** Opening DATASET EXCERPTS block **

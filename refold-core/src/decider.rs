//! Public programming surface.
//!
//! A [`Decider`] pairs a category engine with one resolved stream and
//! exposes the three operations applications use: `query`, `transact`,
//! and `transact_result`. The transact loop owns conflict recovery:
//! decide, try to sync, and on a lost race catch up and decide again, up
//! to a bounded number of attempts.

use std::sync::Arc;

use nonempty::NonEmpty;

use crate::{
    category::{Category, LoadOption, SyncResult, TransactError},
    event::EventCodec,
    fold::Fold,
    store::{EventStore, StoreError},
    stream::StreamName,
};

/// Default bound on conflicted sync attempts per transact.
pub const DEFAULT_MAX_ATTEMPTS: usize = 3;

/// Facade over one stream of a category.
pub struct Decider<St, C, S>
where
    C: EventCodec,
{
    category: Arc<Category<St, C, S>>,
    stream: StreamName,
    max_attempts: usize,
}

impl<St, C, S> Decider<St, C, S>
where
    St: EventStore,
    C: EventCodec,
    S: Fold<Event = C::Event>,
{
    /// Resolve a stream of the category.
    #[must_use]
    pub fn new(category: Arc<Category<St, C, S>>, stream: StreamName) -> Self {
        Self {
            category,
            stream,
            max_attempts: DEFAULT_MAX_ATTEMPTS,
        }
    }

    /// Override the conflict retry budget.
    ///
    /// # Panics
    ///
    /// Panics if `max_attempts` is zero; at least one sync attempt is
    /// always made.
    #[must_use]
    pub fn with_max_attempts(mut self, max_attempts: usize) -> Self {
        assert!(max_attempts > 0, "max_attempts must be at least 1");
        self.max_attempts = max_attempts;
        self
    }

    #[must_use]
    pub fn stream(&self) -> &StreamName {
        &self.stream
    }

    /// Project a value from current state.
    ///
    /// # Errors
    ///
    /// Propagates [`StoreError`] from the load.
    pub async fn query<T>(&self, render: impl FnOnce(&S) -> T) -> Result<T, StoreError> {
        self.query_with(LoadOption::default(), render).await
    }

    /// As [`query`](Self::query), with an explicit load option.
    ///
    /// # Errors
    ///
    /// Propagates [`StoreError`] from the load.
    pub async fn query_with<T>(
        &self,
        option: LoadOption,
        render: impl FnOnce(&S) -> T,
    ) -> Result<T, StoreError> {
        let (_, state) = self.category.load(&self.stream, option).await?;
        Ok(render(&state))
    }

    /// Run a decision against current state and persist its events.
    ///
    /// `decide` must be pure: it is re-run against refreshed state after
    /// every lost append race. An empty decision appends nothing.
    ///
    /// # Errors
    ///
    /// [`TransactError::MaxResyncsExhausted`] when the retry budget runs
    /// out; codec and store failures otherwise.
    pub async fn transact(
        &self,
        context: &C::Context,
        decide: impl Fn(&S) -> Vec<C::Event>,
    ) -> Result<(), TransactError> {
        self.transact_result(context, |state| ((), decide(state)))
            .await
    }

    /// As [`transact`](Self::transact), returning a value computed by the
    /// decision alongside its events.
    ///
    /// # Errors
    ///
    /// As for [`transact`](Self::transact).
    pub async fn transact_result<T>(
        &self,
        context: &C::Context,
        decide: impl Fn(&S) -> (T, Vec<C::Event>),
    ) -> Result<T, TransactError> {
        self.transact_with(LoadOption::default(), context, decide)
            .await
    }

    /// Full-control transact: explicit load option, result value.
    ///
    /// # Errors
    ///
    /// As for [`transact`](Self::transact).
    pub async fn transact_with<T>(
        &self,
        option: LoadOption,
        context: &C::Context,
        decide: impl Fn(&S) -> (T, Vec<C::Event>),
    ) -> Result<T, TransactError> {
        let (mut token, mut state) = self.category.load(&self.stream, option).await?;

        for attempt in 1..=self.max_attempts {
            let (value, events) = decide(&state);
            let Some(events) = NonEmpty::from_vec(events) else {
                // Nothing to change; the token stands.
                return Ok(value);
            };

            match self
                .category
                .try_sync(&self.stream, token, state, events, context)
                .await?
            {
                SyncResult::Written { .. } => return Ok(value),
                SyncResult::Conflict(resync) => {
                    if attempt == self.max_attempts {
                        return Err(TransactError::MaxResyncsExhausted {
                            stream: self.stream.as_str().to_owned(),
                            attempts: attempt,
                        });
                    }
                    tracing::debug!(
                        stream = %self.stream,
                        attempt,
                        "append conflicted, catching up"
                    );
                    let caught_up = self.category.resync(&self.stream, resync).await?;
                    token = caught_up.0;
                    state = caught_up.1;
                }
            }
        }
        unreachable!("transact loop returns within the attempt budget")
    }
}

impl<St, C, S> Clone for Decider<St, C, S>
where
    C: EventCodec,
{
    fn clone(&self) -> Self {
        Self {
            category: Arc::clone(&self.category),
            stream: self.stream.clone(),
            max_attempts: self.max_attempts,
        }
    }
}
//! [`EventStore`] adapter over a message-db style PostgreSQL schema.
//!
//! Appends go through the `write_message` stored function, which enforces
//! the expected version and raises `Wrong expected version` on a lost
//! race. Reads use `get_stream_messages` and `get_last_stream_message`;
//! the backward origin scan is emulated by resolving the stream's tail
//! and walking fixed-size windows toward index 0.

mod read;
mod write;

use refold_core::{
    AppendOutcome, EventData, EventStore, ExpectedVersion, StoreError, StreamName, StreamToken,
    TimelineEvent,
    store::{Operation, OriginPredicate},
    token::Position,
};
use sqlx::PgPool;

use crate::{error::Error, retry::RetryPolicy};

/// Default events-per-page for reads.
pub const DEFAULT_BATCH_SIZE: usize = 500;

/// Append-only relational backend.
#[derive(Clone)]
pub struct MessageDbStore {
    pub(crate) pool: PgPool,
    batch_size: usize,
    max_batches: Option<usize>,
    retry: RetryPolicy,
}

impl MessageDbStore {
    /// Construct a message-db event store from a connection pool.
    #[must_use]
    pub fn new(pool: PgPool) -> Self {
        Self {
            pool,
            batch_size: DEFAULT_BATCH_SIZE,
            max_batches: None,
            retry: RetryPolicy::default(),
        }
    }

    /// Override the read page size and optional page budget.
    ///
    /// # Panics
    ///
    /// Panics if `batch_size` is zero.
    #[must_use]
    pub fn with_batching(mut self, batch_size: usize, max_batches: Option<usize>) -> Self {
        assert!(batch_size > 0, "batch_size must be positive");
        self.batch_size = batch_size;
        self.max_batches = max_batches;
        self
    }

    /// Override the transient-failure retry policy.
    #[must_use]
    pub fn with_retry(mut self, retry: RetryPolicy) -> Self {
        self.retry = retry;
        self
    }

    /// Apply the schema and stored functions (idempotent).
    ///
    /// Uses `IF NOT EXISTS` / `CREATE OR REPLACE` DDL so it can run on
    /// startup against a fresh test database.
    ///
    /// # Errors
    ///
    /// Returns a `sqlx::Error` if any of the schema statements fail.
    #[tracing::instrument(skip(self))]
    pub async fn migrate(&self) -> Result<(), sqlx::Error> {
        sqlx::query(
            r"
            CREATE TABLE IF NOT EXISTS messages (
                global_position BIGSERIAL PRIMARY KEY,
                position        BIGINT NOT NULL,
                stream_name     TEXT NOT NULL,
                type            TEXT NOT NULL,
                data            JSONB,
                metadata        JSONB,
                id              UUID NOT NULL,
                time            TIMESTAMPTZ NOT NULL DEFAULT now(),
                UNIQUE (stream_name, position)
            )
            ",
        )
        .execute(&self.pool)
        .await?;

        sqlx::query(
            r#"
            CREATE OR REPLACE FUNCTION write_message(
                id uuid,
                stream_name text,
                type text,
                data jsonb,
                metadata jsonb,
                expected_version bigint DEFAULT NULL
            ) RETURNS bigint AS $$
            DECLARE
                current_version bigint;
                next_position bigint;
            BEGIN
                PERFORM pg_advisory_xact_lock(hashtext(write_message.stream_name));

                SELECT COALESCE(MAX(m.position), -1) INTO current_version
                FROM messages m
                WHERE m.stream_name = write_message.stream_name;

                IF write_message.expected_version IS NOT NULL
                   AND write_message.expected_version != current_version THEN
                    RAISE EXCEPTION
                        'Wrong expected version: % (Stream: %, Stream Version: %)',
                        write_message.expected_version,
                        write_message.stream_name,
                        current_version;
                END IF;

                next_position := current_version + 1;

                INSERT INTO messages (id, stream_name, type, data, metadata, position)
                VALUES (
                    write_message.id,
                    write_message.stream_name,
                    write_message.type,
                    write_message.data,
                    write_message.metadata,
                    next_position
                );

                RETURN next_position;
            END;
            $$ LANGUAGE plpgsql
            "#,
        )
        .execute(&self.pool)
        .await?;

        sqlx::query(
            r#"
            CREATE OR REPLACE FUNCTION get_stream_messages(
                stream_name text,
                "position" bigint DEFAULT 0,
                batch_size bigint DEFAULT 1000
            ) RETURNS SETOF messages AS $$
            BEGIN
                RETURN QUERY
                SELECT * FROM messages m
                WHERE m.stream_name = get_stream_messages.stream_name
                  AND m.position >= get_stream_messages.position
                ORDER BY m.position ASC
                LIMIT get_stream_messages.batch_size;
            END;
            $$ LANGUAGE plpgsql
            "#,
        )
        .execute(&self.pool)
        .await?;

        sqlx::query(
            r#"
            CREATE OR REPLACE FUNCTION get_last_stream_message(
                stream_name text,
                type text DEFAULT NULL
            ) RETURNS SETOF messages AS $$
            BEGIN
                RETURN QUERY
                SELECT * FROM messages m
                WHERE m.stream_name = get_last_stream_message.stream_name
                  AND (get_last_stream_message.type IS NULL
                       OR m.type = get_last_stream_message.type)
                ORDER BY m.position DESC
                LIMIT 1;
            END;
            $$ LANGUAGE plpgsql
            "#,
        )
        .execute(&self.pool)
        .await?;

        Ok(())
    }

    fn token_at(&self, stream_version: i64, compaction: Option<i64>) -> StreamToken {
        let position = Position {
            stream_version,
            compaction_event_index: compaction,
            batch_capacity_limit: None,
        }
        .with_capacity_hint(self.batch_size);
        StreamToken::at(position)
    }

    fn charge_batches(&self, stream: &StreamName, batches: usize) -> Result<(), StoreError> {
        if let Some(max_batches) = self.max_batches
            && batches > max_batches
        {
            return Err(StoreError::BatchLimitExceeded {
                stream: stream.as_str().to_owned(),
                max_batches,
            });
        }
        Ok(())
    }

    fn unavailable(stream: &StreamName, operation: Operation, source: Error) -> StoreError {
        StoreError::unavailable(stream, operation, source)
    }

    async fn stream_version(&self, stream: &StreamName) -> Result<i64, Error> {
        let last = self
            .retry
            .run(|| read::read_last(&self.pool, stream.as_str(), None))
            .await?;
        Ok(last.map_or(-1, |event| event.index))
    }
}

impl EventStore for MessageDbStore {
    fn empty_token(&self) -> StreamToken {
        StreamToken::empty(self.batch_size)
    }

    #[tracing::instrument(skip(self), fields(stream = %stream))]
    async fn load_forward<'a>(
        &'a self,
        stream: &'a StreamName,
        from_index: i64,
        _require_leader: bool,
    ) -> Result<(StreamToken, Vec<TimelineEvent>), StoreError> {
        let mut events: Vec<TimelineEvent> = Vec::new();
        let mut from = from_index.max(0);
        let mut batches = 0usize;
        loop {
            batches += 1;
            self.charge_batches(stream, batches)?;
            let page = self
                .retry
                .run(|| read::read_page(&self.pool, stream.as_str(), from, self.batch_size))
                .await
                .map_err(|e| Self::unavailable(stream, Operation::Load, e))?;
            let full_page = page.len() == self.batch_size;
            events.extend(page);
            match events.last() {
                Some(last) if full_page => from = last.index + 1,
                _ => break,
            }
        }

        let version = match events.last() {
            Some(last) => last.index,
            None => self
                .stream_version(stream)
                .await
                .map_err(|e| Self::unavailable(stream, Operation::Load, e))?,
        };
        tracing::trace!(events = events.len(), version, "forward load");
        Ok((self.token_at(version, None), events))
    }

    #[tracing::instrument(skip(self, is_origin), fields(stream = %stream))]
    async fn load_backward_until<'a>(
        &'a self,
        stream: &'a StreamName,
        is_origin: OriginPredicate<'a>,
        _require_leader: bool,
    ) -> Result<(StreamToken, Vec<TimelineEvent>), StoreError> {
        // Resolve the tail first; windows then walk toward index 0.
        let version = self
            .stream_version(stream)
            .await
            .map_err(|e| Self::unavailable(stream, Operation::Load, e))?;
        if version < 0 {
            return Ok((self.empty_token(), Vec::new()));
        }

        let mut windows: Vec<Vec<TimelineEvent>> = Vec::new();
        let mut compaction = None;
        let mut batches = 1usize; // the tail probe
        let mut hi = version + 1;
        while hi > 0 {
            let lo = (hi - self.batch_size as i64).max(0);
            batches += 1;
            self.charge_batches(stream, batches)?;
            let mut window = self
                .retry
                .run(|| read::read_page(&self.pool, stream.as_str(), lo, (hi - lo) as usize))
                .await
                .map_err(|e| Self::unavailable(stream, Operation::Load, e))?;
            if let Some(offset) = window.iter().rposition(is_origin) {
                compaction = Some(window[offset].index);
                windows.push(window.split_off(offset));
                break;
            }
            windows.push(window);
            hi = lo;
        }

        let events: Vec<TimelineEvent> = windows.into_iter().rev().flatten().collect();
        tracing::trace!(events = events.len(), ?compaction, version, "backward load");
        Ok((self.token_at(version, compaction), events))
    }

    #[tracing::instrument(
        skip(self, token, events, unfolds),
        fields(stream = %stream, events = events.len(), unfolds = unfolds.len())
    )]
    async fn append<'a>(
        &'a self,
        stream: &'a StreamName,
        token: &'a StreamToken,
        expected: ExpectedVersion,
        events: Vec<EventData>,
        unfolds: Vec<EventData>,
    ) -> Result<AppendOutcome, StoreError> {
        let wrote_compaction = !unfolds.is_empty();
        let mut combined = events;
        // Compaction events are ordinary trailing messages in a
        // log-structured store; they take indices like anything else.
        combined.extend(unfolds);
        if combined.is_empty() {
            return Ok(AppendOutcome::Written(token.clone()));
        }

        let prepared = write::prepare(&combined)
            .map_err(|e| Self::unavailable(stream, Operation::Append, e))?;
        let expected = match expected {
            ExpectedVersion::NoStream => Some(-1),
            ExpectedVersion::Exact(version) => Some(version),
            ExpectedVersion::Any => None,
        };

        let written = self
            .retry
            .run(|| write::append_once(&self.pool, stream.as_str(), expected, &prepared))
            .await
            .map_err(|e| Self::unavailable(stream, Operation::Append, e))?;

        match written {
            Some(version) => {
                let compaction = if wrote_compaction {
                    Some(version)
                } else {
                    token.position.compaction_event_index
                };
                tracing::debug!(version = version + 1, "append accepted");
                Ok(AppendOutcome::Written(self.token_at(version, compaction)))
            }
            None => {
                tracing::debug!(?expected, "append rejected by write_message");
                Ok(AppendOutcome::Conflict)
            }
        }
    }
}
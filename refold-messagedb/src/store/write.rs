//! Append path: `write_message` calls inside one transaction.

use refold_core::EventData;
use sqlx::PgPool;

use crate::error::Error;

/// An event staged for `write_message`.
#[derive(Debug)]
pub(crate) struct PreparedMessage {
    pub id: uuid::Uuid,
    pub event_type: String,
    pub data: serde_json::Value,
    pub metadata: Option<serde_json::Value>,
}

/// Parse event bodies into the JSON values `write_message` expects,
/// folding correlation/causation ids into the metadata document.
pub(crate) fn prepare(events: &[EventData]) -> Result<Vec<PreparedMessage>, Error> {
    events
        .iter()
        .map(|event| {
            let data = if event.data.is_empty() {
                serde_json::Value::Null
            } else {
                serde_json::from_slice(&event.data).map_err(|_| Error::InvalidPayload {
                    event_type: event.event_type.clone(),
                })?
            };
            Ok(PreparedMessage {
                id: event.id,
                event_type: event.event_type.clone(),
                data,
                metadata: metadata_value(event)?,
            })
        })
        .collect()
}

fn metadata_value(event: &EventData) -> Result<Option<serde_json::Value>, Error> {
    let base = if event.meta.is_empty() {
        None
    } else {
        Some(
            serde_json::from_slice::<serde_json::Value>(&event.meta).map_err(|_| {
                Error::InvalidPayload {
                    event_type: event.event_type.clone(),
                }
            })?,
        )
    };
    if event.correlation_id.is_none() && event.causation_id.is_none() {
        return Ok(base);
    }
    let mut object = match base {
        Some(serde_json::Value::Object(map)) => map,
        None => serde_json::Map::new(),
        Some(other) => {
            tracing::warn!(
                event_type = %event.event_type,
                "non-object metadata cannot carry correlation ids"
            );
            return Ok(Some(other));
        }
    };
    if let Some(correlation_id) = &event.correlation_id {
        object.insert(
            "$correlationId".to_owned(),
            serde_json::Value::String(correlation_id.clone()),
        );
    }
    if let Some(causation_id) = &event.causation_id {
        object.insert(
            "$causationId".to_owned(),
            serde_json::Value::String(causation_id.clone()),
        );
    }
    Ok(Some(serde_json::Value::Object(object)))
}

/// Write every staged message atomically at the expected version.
///
/// Returns `Ok(Some(position))` of the last written message,
/// `Ok(None)` when `write_message` reports a version conflict (the
/// transaction is rolled back; nothing is persisted).
pub(crate) async fn append_once(
    pool: &PgPool,
    stream: &str,
    expected: Option<i64>,
    messages: &[PreparedMessage],
) -> Result<Option<i64>, Error> {
    let mut tx = pool.begin().await?;
    let mut last_position = -1;
    for (offset, message) in messages.iter().enumerate() {
        let expected_here = expected.map(|version| version + offset as i64);
        let written = sqlx::query_scalar::<_, i64>(
            r"SELECT write_message($1, $2, $3, $4, $5, $6)",
        )
        .bind(message.id)
        .bind(stream)
        .bind(&message.event_type)
        .bind(sqlx::types::Json(&message.data))
        .bind(message.metadata.as_ref().map(sqlx::types::Json))
        .bind(expected_here)
        .fetch_one(&mut *tx)
        .await;

        match written {
            Ok(position) => last_position = position,
            Err(error) => {
                let error = Error::from(error);
                tx.rollback().await?;
                if error.is_wrong_expected_version() {
                    return Ok(None);
                }
                return Err(error);
            }
        }
    }
    tx.commit().await?;
    Ok(Some(last_position))
}

#[cfg(test)]
mod tests {
    use super::*;

    fn event(data: &[u8], meta: &[u8], correlation: Option<&str>) -> EventData {
        EventData {
            id: uuid::Uuid::new_v4(),
            event_type: "Added".into(),
            data: data.to_vec(),
            meta: meta.to_vec(),
            correlation_id: correlation.map(str::to_owned),
            causation_id: None,
        }
    }

    #[test]
    fn prepare_parses_json_bodies() {
        let prepared = prepare(&[event(br#"{"item":"a"}"#, b"", None)]).unwrap();
        assert_eq!(prepared.len(), 1);
        assert_eq!(prepared[0].data["item"], "a");
        assert!(prepared[0].metadata.is_none());
    }

    #[test]
    fn prepare_rejects_non_json_bodies() {
        let error = prepare(&[event(b"not json", b"", None)]).unwrap_err();
        assert!(matches!(error, Error::InvalidPayload { .. }));
    }

    #[test]
    fn empty_bodies_become_null() {
        let prepared = prepare(&[event(b"", b"", None)]).unwrap();
        assert!(prepared[0].data.is_null());
    }

    #[test]
    fn correlation_ids_are_folded_into_metadata() {
        let prepared = prepare(&[event(b"{}", br#"{"source":"test"}"#, Some("corr-9"))]).unwrap();
        let metadata = prepared[0].metadata.as_ref().unwrap();
        assert_eq!(metadata["$correlationId"], "corr-9");
        assert_eq!(metadata["source"], "test");
    }

    #[test]
    fn correlation_ids_without_base_metadata_create_an_object() {
        let prepared = prepare(&[event(b"{}", b"", Some("corr-1"))]).unwrap();
        let metadata = prepared[0].metadata.as_ref().unwrap();
        assert_eq!(metadata["$correlationId"], "corr-1");
    }
}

** Closing DATASET EXCERPTS block **

**WORK REQUEST**
From the records, copy out each line that includes the string "instrument".

**TASK SOLUTION**
    #[tracing::instrument(skip(self))]
    #[tracing::instrument(skip(self), fields(stream = %stream))]
    #[tracing::instrument(skip(self, is_origin), fields(stream = %stream))]
    #[tracing::instrument(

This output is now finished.